The effectiveness of growth factor overexpression for preconditioning effect on stem cells can be enhanced by combining it with overexpression of one or more of the survival signaling molecules. The strategy of transgenic overexpression of prosurvival signaling molecules such as PI3K, Akt, and Bcl2 to prime the cells for better survival under lethal ischemia has shown promising results [66, 67, 70, 76, 77]. A comparison of Bcl-2 overexpression and heat shock treatment for antiapoptotic effects on smooth muscle cells showed significantly reduced cell loss after transplantation and improved cardiac function after myocardial infarction [84]. In one of our previous studies, we have combined transgenic overexpression of Akt and angiopoietin 1 in mesenchymal stem cells to show that concomitant overexpression of Akt and Ang-1 is more effective as compared with overexpression of either one of the factors [47]. Ang-1, a potent modulator of vascular development, promotes endothelial cell survival and interacts with its receptor to activate Akt survival signaling [9, 26, 54]. We observed that co-overexpression of the two genes was cytoprotective for the cells under lethal anoxia.
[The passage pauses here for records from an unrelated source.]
use serde::{Deserialize, Serialize};
use std::fmt;
use std::str::FromStr;
use thiserror::Error;

/// An opaque RGB color, written as `#rrggbb` in documents.
#[derive(Debug, Clone, Copy, PartialEq, Eq, Hash, Serialize, Deserialize)]
#[serde(try_from = "String", into = "String")]
pub struct Color {
    pub r: u8,
    pub g: u8,
    pub b: u8,
}

impl Color {
    pub const fn rgb(r: u8, g: u8, b: u8) -> Self {
        Self { r, g, b }
    }
}

#[derive(Error, Debug, Clone, PartialEq, Eq)]
#[error("invalid hex color '{0}', expected #rrggbb or #rgb")]
pub struct ColorParseError(pub String);

impl FromStr for Color {
    type Err = ColorParseError;

    fn from_str(s: &str) -> Result<Self, Self::Err> {
        let err = || ColorParseError(s.to_string());
        let hex = s.strip_prefix('#').ok_or_else(err)?;
        if !hex.chars().all(|c| c.is_ascii_hexdigit()) {
            return Err(err());
        }

        let channel = |digits: &str| u8::from_str_radix(digits, 16).map_err(|_| err());
        match hex.len() {
            6 => Ok(Color::rgb(
                channel(&hex[0..2])?,
                channel(&hex[2..4])?,
                channel(&hex[4..6])?,
            )),
            // #abc is shorthand for #aabbcc
            3 => {
                let short = |i: usize| channel(&hex[i..i + 1]).map(|v| v * 17);
                Ok(Color::rgb(short(0)?, short(1)?, short(2)?))
            }
            _ => Err(err()),
        }
    }
}

impl fmt::Display for Color {
    fn fmt(&self, f: &mut fmt::Formatter<'_>) -> fmt::Result {
        write!(f, "#{:02x}{:02x}{:02x}", self.r, self.g, self.b)
    }
}

impl TryFrom<String> for Color {
    type Error = ColorParseError;

    fn try_from(value: String) -> Result<Self, Self::Error> {
        value.parse()
    }
}

impl From<Color> for String {
    fn from(color: Color) -> Self {
        color.to_string()
    }
}

/// Surface finish of a bead. Stored as an integer in collection documents.
#[derive(Debug, Clone, Copy, PartialEq, Eq, Hash, Default)]
pub enum Texture {
    #[default]
    Matte,
    Polished,
    /// Plain base color. Also what any unrecognized code decodes to.
    Flat,
}

impl Texture {
    pub fn code(self) -> i64 {
        match self {
            Texture::Matte => 0,
            Texture::Polished => 1,
            Texture::Flat => 2,
        }
    }

    pub fn from_code(code: i64) -> Self {
        match code {
            0 => Texture::Matte,
            1 => Texture::Polished,
            2 => Texture::Flat,
            other => {
                log::warn!("unrecognized texture code {other}, using flat shading");
                Texture::Flat
            }
        }
    }
}

impl FromStr for Texture {
    type Err = String;

    fn from_str(s: &str) -> Result<Self, Self::Err> {
        match s.to_lowercase().as_str() {
            "matte" => Ok(Texture::Matte),
            "polished" => Ok(Texture::Polished),
            "flat" => Ok(Texture::Flat),
            _ => Err(format!("unknown texture '{s}', expected matte|polished|flat")),
        }
    }
}

/// Name of the default bead that stands for an empty cell.
pub const BLANK_NAME: &str = "blank";

pub const BLANK_COLOR: Color = Color::rgb(230, 230, 228);

/// A catalog entry: a named, colored and textured bead.
///
/// Fields are only set while building the value. Once it is shared (grids hold
/// `Arc<BeadType>`), it never changes.
#[derive(Debug, Clone, PartialEq, Eq)]
pub struct BeadType {
    name: String,
    catalog_number: Option<String>,
    base_color: Color,
    highlight_color: Color,
    texture: Texture,
}

impl BeadType {
    pub fn new(name: impl Into<String>, base_color: Color) -> Self {
        Self {
            name: name.into(),
            catalog_number: None,
            base_color,
            highlight_color: base_color,
            texture: Texture::Matte,
        }
    }

    /// The default bead used to fill empty cells.
    pub fn blank() -> Self {
        Self::blank_with_color(BLANK_COLOR)
    }

    pub fn blank_with_color(color: Color) -> Self {
        Self::new(BLANK_NAME, color).with_texture(Texture::Flat)
    }

    pub fn with_highlight(mut self, highlight_color: Color) -> Self {
        self.highlight_color = highlight_color;
        self
    }

    pub fn with_texture(mut self, texture: Texture) -> Self {
        self.texture = texture;
        self
    }

    /// Empty numbers are treated as "no catalog number".
    pub fn with_catalog_number(mut self, number: impl Into<String>) -> Self {
        let number = number.into();
        self.catalog_number = (!number.is_empty()).then_some(number);
        self
    }

    pub fn name(&self) -> &str {
        &self.name
    }

    pub fn catalog_number(&self) -> Option<&str> {
        self.catalog_number.as_deref()
    }

    pub fn base_color(&self) -> Color {
        self.base_color
    }

    pub fn highlight_color(&self) -> Color {
        self.highlight_color
    }

    pub fn texture(&self) -> Texture {
        self.texture
    }

    pub fn fill(&self) -> Fill {
        Fill::for_bead(self.base_color, self.highlight_color, self.texture)
    }

    pub fn icon(&self) -> BeadIcon {
        BeadIcon::new(self.fill())
    }
}

/// How a bead surface is painted. Derived on demand, never stored.
#[derive(Debug, Clone, PartialEq)]
pub enum Fill {
    Solid(Color),
    LinearGradient {
        start: (f32, f32),
        end: (f32, f32),
        /// (position in 0..=1, color), ascending by position.
        stops: Vec<(f32, Color)>,
    },
}

impl Fill {
    pub fn for_bead(base: Color, highlight: Color, texture: Texture) -> Self {
        match texture {
            // long soft gradient reads as a matte surface
            Texture::Matte => Fill::LinearGradient {
                start: (14.0, -30.0),
                end: (14.0, 60.0),
                stops: vec![(0.0, highlight), (1.0, base)],
            },
            Texture::Polished => Fill::LinearGradient {
                start: (14.0, 0.0),
                end: (14.0, 40.0),
                stops: vec![(0.0, highlight), (0.2, highlight), (0.5, base)],
            },
            Texture::Flat => Fill::Solid(base),
        }
    }
}

/// Description of the catalog icon for a bead type.
#[derive(Debug, Clone, PartialEq)]
pub struct BeadIcon {
    pub width: u32,
    pub height: u32,
    /// Rounded rectangle as (x, y, w, h).
    pub rect: (u32, u32, u32, u32),
    pub corner_radius: u32,
    pub outline: Color,
    pub fill: Fill,
}

impl BeadIcon {
    pub const OUTLINE: Color = Color::rgb(170, 170, 168);

    fn new(fill: Fill) -> Self {
        Self {
            width: 28,
            height: 40,
            rect: (0, 0, 27, 39),
            corner_radius: 5,
            outline: Self::OUTLINE,
            fill,
        }
    }
}
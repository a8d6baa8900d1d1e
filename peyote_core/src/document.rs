//! On-disk document trees for designs (`.peyd`) and collections (`.peyc`).
//!
//! Writing goes through the serde-derived records below. Reading walks a
//! `serde_json::Value` by hand so that a bad document reports *which* field
//! is missing or has the wrong kind. A document is fully parsed and checked
//! before any design or collection is built from it.

use serde::Serialize;
use serde_json::{Map, Value};
use std::fs;
use std::path::Path;
use std::sync::Arc;

use crate::bead::{BeadType, Color, Texture};
use crate::catalog::{Catalog, Collection};
use crate::design::Design;
use crate::error::{Error, ParseError, Result};
use crate::grid::cell_count;

type ParseResult<T> = std::result::Result<T, ParseError>;

/// Serialized form of a [`Design`].
#[derive(Debug, Clone, PartialEq, Eq, Serialize)]
pub struct DesignDocument {
    #[serde(rename = "__info__")]
    pub info: DesignInfo,
    /// Only cells that differ from the default bead.
    #[serde(rename = "__beads__")]
    pub beads: Vec<BeadPlacement>,
}

#[derive(Debug, Clone, PartialEq, Eq, Serialize)]
pub struct DesignInfo {
    #[serde(rename = "__name__")]
    pub name: String,
    #[serde(rename = "__track_width__")]
    pub track_width: usize,
    #[serde(rename = "__tracks__")]
    pub tracks: usize,
    #[serde(rename = "__height__")]
    pub height: usize,
}

#[derive(Debug, Clone, PartialEq, Eq, Serialize)]
pub struct BeadPlacement {
    #[serde(rename = "__bead_type__")]
    pub bead_type: String,
    /// Column.
    #[serde(rename = "__x__")]
    pub x: usize,
    /// Row.
    #[serde(rename = "__y__")]
    pub y: usize,
}

impl DesignDocument {
    pub fn from_design(design: &Design) -> Self {
        let grid = design.grid();
        let beads = grid
            .iter()
            .filter(|(_, _, bead_type)| !design.is_default(bead_type))
            .map(|(row, col, bead_type)| BeadPlacement {
                bead_type: bead_type.name().to_string(),
                x: col,
                y: row,
            })
            .collect();

        Self {
            info: DesignInfo {
                name: design.name().to_string(),
                track_width: grid.track_width(),
                tracks: grid.track_count(),
                height: grid.row_count(),
            },
            beads,
        }
    }

    pub fn from_value(value: &Value) -> ParseResult<Self> {
        let root = as_object(value, "document")?;

        let info_value = field(root, "", "__info__")?;
        let info_obj = as_object(info_value, "__info__")?;
        let info = DesignInfo {
            name: str_field(info_obj, "__info__", "__name__")?.to_string(),
            track_width: positive_field(info_obj, "__info__", "__track_width__")?,
            tracks: positive_field(info_obj, "__info__", "__tracks__")?,
            height: positive_field(info_obj, "__info__", "__height__")?,
        };

        let beads = array_field(root, "", "__beads__")?
            .iter()
            .enumerate()
            .map(|(i, entry)| {
                let path = format!("__beads__[{i}]");
                let obj = as_object(entry, &path)?;
                Ok(BeadPlacement {
                    bead_type: str_field(obj, &path, "__bead_type__")?.to_string(),
                    x: uint_field(obj, &path, "__x__")?,
                    y: uint_field(obj, &path, "__y__")?,
                })
            })
            .collect::<ParseResult<Vec<_>>>()?;

        let doc = Self { info, beads };
        doc.check_placements()?;
        Ok(doc)
    }

    pub fn from_json_str(text: &str) -> ParseResult<Self> {
        let value: Value = serde_json::from_str(text)?;
        Self::from_value(&value)
    }

    /// (width, height) in cells, rejecting grids larger than
    /// [`MAX_CELLS`](crate::grid::MAX_CELLS).
    fn grid_size(&self) -> ParseResult<(usize, usize)> {
        let info = &self.info;
        cell_count(info.track_width, info.tracks, info.height)
            .map(|_| (info.track_width * info.tracks, info.height))
            .ok_or_else(|| {
                ParseError::type_mismatch("__info__", "dimensions within the grid cell limit")
            })
    }

    fn check_placements(&self) -> ParseResult<()> {
        let (width, height) = self.grid_size()?;
        for (index, bead) in self.beads.iter().enumerate() {
            if bead.x >= width || bead.y >= height {
                return Err(ParseError::MalformedSparseList {
                    index,
                    message: format!(
                        "cell (x {}, y {}) is outside the {width}x{height} design",
                        bead.x, bead.y
                    ),
                });
            }
        }
        Ok(())
    }

    /// Build the design: a blank grid sized from `__info__`, then the sparse
    /// entries in document order (a later entry for the same cell wins).
    /// Unknown bead names fall back to `default`.
    pub fn into_design(self, catalog: &Catalog, default: &Arc<BeadType>) -> Result<Design> {
        self.check_placements()?;

        let mut design = Design::create(
            self.info.name,
            self.info.track_width,
            self.info.tracks,
            self.info.height,
            default,
        )?;

        for bead in &self.beads {
            let bead_type = catalog.resolve_name(&bead.bead_type, default);
            design.set_cell(bead.y, bead.x, bead_type)?;
        }

        log::debug!(
            "built design '{}' with {} placed beads",
            design.name(),
            self.beads.len()
        );
        Ok(design)
    }

    pub fn to_value(&self) -> Result<Value> {
        serde_json::to_value(self).map_err(Error::Encode)
    }

    pub fn to_json_string_pretty(&self) -> Result<String> {
        serde_json::to_string_pretty(self).map_err(Error::Encode)
    }

    pub fn read_file(path: &Path) -> Result<Self> {
        let text = fs::read_to_string(path).map_err(|e| Error::io(path, e))?;
        Ok(Self::from_json_str(&text)?)
    }

    pub fn write_file(&self, path: &Path) -> Result<()> {
        fs::write(path, self.to_json_string_pretty()?).map_err(|e| Error::io(path, e))
    }
}

/// Serialized form of a [`Collection`].
#[derive(Debug, Clone, PartialEq, Eq, Serialize)]
pub struct CollectionDocument {
    #[serde(rename = "__name__")]
    pub name: String,
    #[serde(rename = "__bead_types__")]
    pub bead_types: Vec<BeadTypeRecord>,
}

#[derive(Debug, Clone, PartialEq, Eq, Serialize)]
pub struct BeadTypeRecord {
    #[serde(rename = "__name__")]
    pub name: String,
    /// Empty when the bead has no catalog number.
    #[serde(rename = "__catalog_number__")]
    pub catalog_number: String,
    #[serde(rename = "__base_color__")]
    pub base_color: Color,
    #[serde(rename = "__highlight_color__")]
    pub highlight_color: Color,
    #[serde(rename = "__texture__")]
    pub texture: i64,
}

impl BeadTypeRecord {
    fn from_bead_type(bead_type: &BeadType) -> Self {
        Self {
            name: bead_type.name().to_string(),
            catalog_number: bead_type.catalog_number().unwrap_or_default().to_string(),
            base_color: bead_type.base_color(),
            highlight_color: bead_type.highlight_color(),
            texture: bead_type.texture().code(),
        }
    }

    fn to_bead_type(&self) -> BeadType {
        BeadType::new(self.name.clone(), self.base_color)
            .with_highlight(self.highlight_color)
            .with_texture(Texture::from_code(self.texture))
            .with_catalog_number(self.catalog_number.clone())
    }
}

impl CollectionDocument {
    pub fn from_collection(collection: &Collection) -> Self {
        Self {
            name: collection.name().to_string(),
            bead_types: collection
                .bead_types()
                .iter()
                .map(|b| BeadTypeRecord::from_bead_type(b))
                .collect(),
        }
    }

    pub fn from_value(value: &Value) -> ParseResult<Self> {
        let root = as_object(value, "document")?;
        let name = str_field(root, "", "__name__")?.to_string();

        let bead_types = array_field(root, "", "__bead_types__")?
            .iter()
            .enumerate()
            .map(|(i, entry)| {
                let path = format!("__bead_types__[{i}]");
                let obj = as_object(entry, &path)?;
                Ok(BeadTypeRecord {
                    name: str_field(obj, &path, "__name__")?.to_string(),
                    catalog_number: str_field(obj, &path, "__catalog_number__")?.to_string(),
                    base_color: color_field(obj, &path, "__base_color__")?,
                    highlight_color: color_field(obj, &path, "__highlight_color__")?,
                    texture: int_field(obj, &path, "__texture__")?,
                })
            })
            .collect::<ParseResult<Vec<_>>>()?;

        Ok(Self { name, bead_types })
    }

    pub fn from_json_str(text: &str) -> ParseResult<Self> {
        let value: Value = serde_json::from_str(text)?;
        Self::from_value(&value)
    }

    pub fn into_collection(self) -> Collection {
        let mut collection = Collection::new(self.name);
        for record in &self.bead_types {
            collection.push(record.to_bead_type());
        }
        collection
    }

    pub fn to_value(&self) -> Result<Value> {
        serde_json::to_value(self).map_err(Error::Encode)
    }

    pub fn to_json_string_pretty(&self) -> Result<String> {
        serde_json::to_string_pretty(self).map_err(Error::Encode)
    }

    pub fn read_file(path: &Path) -> Result<Self> {
        let text = fs::read_to_string(path).map_err(|e| Error::io(path, e))?;
        Ok(Self::from_json_str(&text)?)
    }

    pub fn write_file(&self, path: &Path) -> Result<()> {
        fs::write(path, self.to_json_string_pretty()?).map_err(|e| Error::io(path, e))
    }
}

fn join(parent: &str, key: &str) -> String {
    if parent.is_empty() {
        key.to_string()
    } else {
        format!("{parent}.{key}")
    }
}

fn as_object<'a>(value: &'a Value, path: &str) -> ParseResult<&'a Map<String, Value>> {
    value
        .as_object()
        .ok_or_else(|| ParseError::type_mismatch(path, "an object"))
}

fn field<'a>(obj: &'a Map<String, Value>, parent: &str, key: &str) -> ParseResult<&'a Value> {
    obj.get(key)
        .ok_or_else(|| ParseError::missing_field(join(parent, key)))
}

fn str_field<'a>(obj: &'a Map<String, Value>, parent: &str, key: &str) -> ParseResult<&'a str> {
    field(obj, parent, key)?
        .as_str()
        .ok_or_else(|| ParseError::type_mismatch(join(parent, key), "a string"))
}

fn array_field<'a>(
    obj: &'a Map<String, Value>,
    parent: &str,
    key: &str,
) -> ParseResult<&'a Vec<Value>> {
    field(obj, parent, key)?
        .as_array()
        .ok_or_else(|| ParseError::type_mismatch(join(parent, key), "an array"))
}

fn int_field(obj: &Map<String, Value>, parent: &str, key: &str) -> ParseResult<i64> {
    field(obj, parent, key)?
        .as_i64()
        .ok_or_else(|| ParseError::type_mismatch(join(parent, key), "an integer"))
}

fn uint_field(obj: &Map<String, Value>, parent: &str, key: &str) -> ParseResult<usize> {
    field(obj, parent, key)?
        .as_u64()
        .and_then(|v| usize::try_from(v).ok())
        .ok_or_else(|| ParseError::type_mismatch(join(parent, key), "a non-negative integer"))
}

fn positive_field(obj: &Map<String, Value>, parent: &str, key: &str) -> ParseResult<usize> {
    match uint_field(obj, parent, key) {
        Ok(0) | Err(ParseError::TypeMismatch { .. }) => Err(ParseError::type_mismatch(
            join(parent, key),
            "an integer >= 1",
        )),
        other => other,
    }
}

fn color_field(obj: &Map<String, Value>, parent: &str, key: &str) -> ParseResult<Color> {
    str_field(obj, parent, key)?
        .parse()
        .map_err(|_| ParseError::type_mismatch(join(parent, key), "a hex color string"))
}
Furthermore, the cells co-overexpressing Akt and Ang-1 were able to engraft better after transplantation in an infarcted rat heart and were able to adopt myogenic and endothelial phenotype.

Concluding Remarks

Stem and progenitor cell survival postengraftment in the heart is influenced by many factors including limited blood supply, deficiency of nutrients, hypoxia, oxidative stress, inflammatory response, and others. The environment is even harsher in the center of the infarcted myocardium where vascular structures are damaged and trophic support is lacking. The death of the transplanted cells further accentuates the harness of the microenvironment by initiating immune and inflammatory response. It is therefore imperative to optimize the cell transplantation conditions by programming and priming the cells before transplantation to withstand the rigors especially during the acute phase after engraftment to allow a time window long enough for the cells to acclimatize and engraft. Cell death is a complex and multifactorial phenomenon and hence requires a multifarious approach to achieve protection of the donor stem cells. A thorough understanding of the cell death mechanisms is therefore prerequisite to define prosurvival strategies. Thus, it would be imperative to prime the cells to a state of “readiness” by stimulation of their survival signaling pathways before their introduction into the ischemic environment. The approach of cellular preconditioning has powerful cytoprotective effects and the signaling pathways involved in cellular preconditioning can be successfully employed for antiapoptotic measures in cell-based therapies.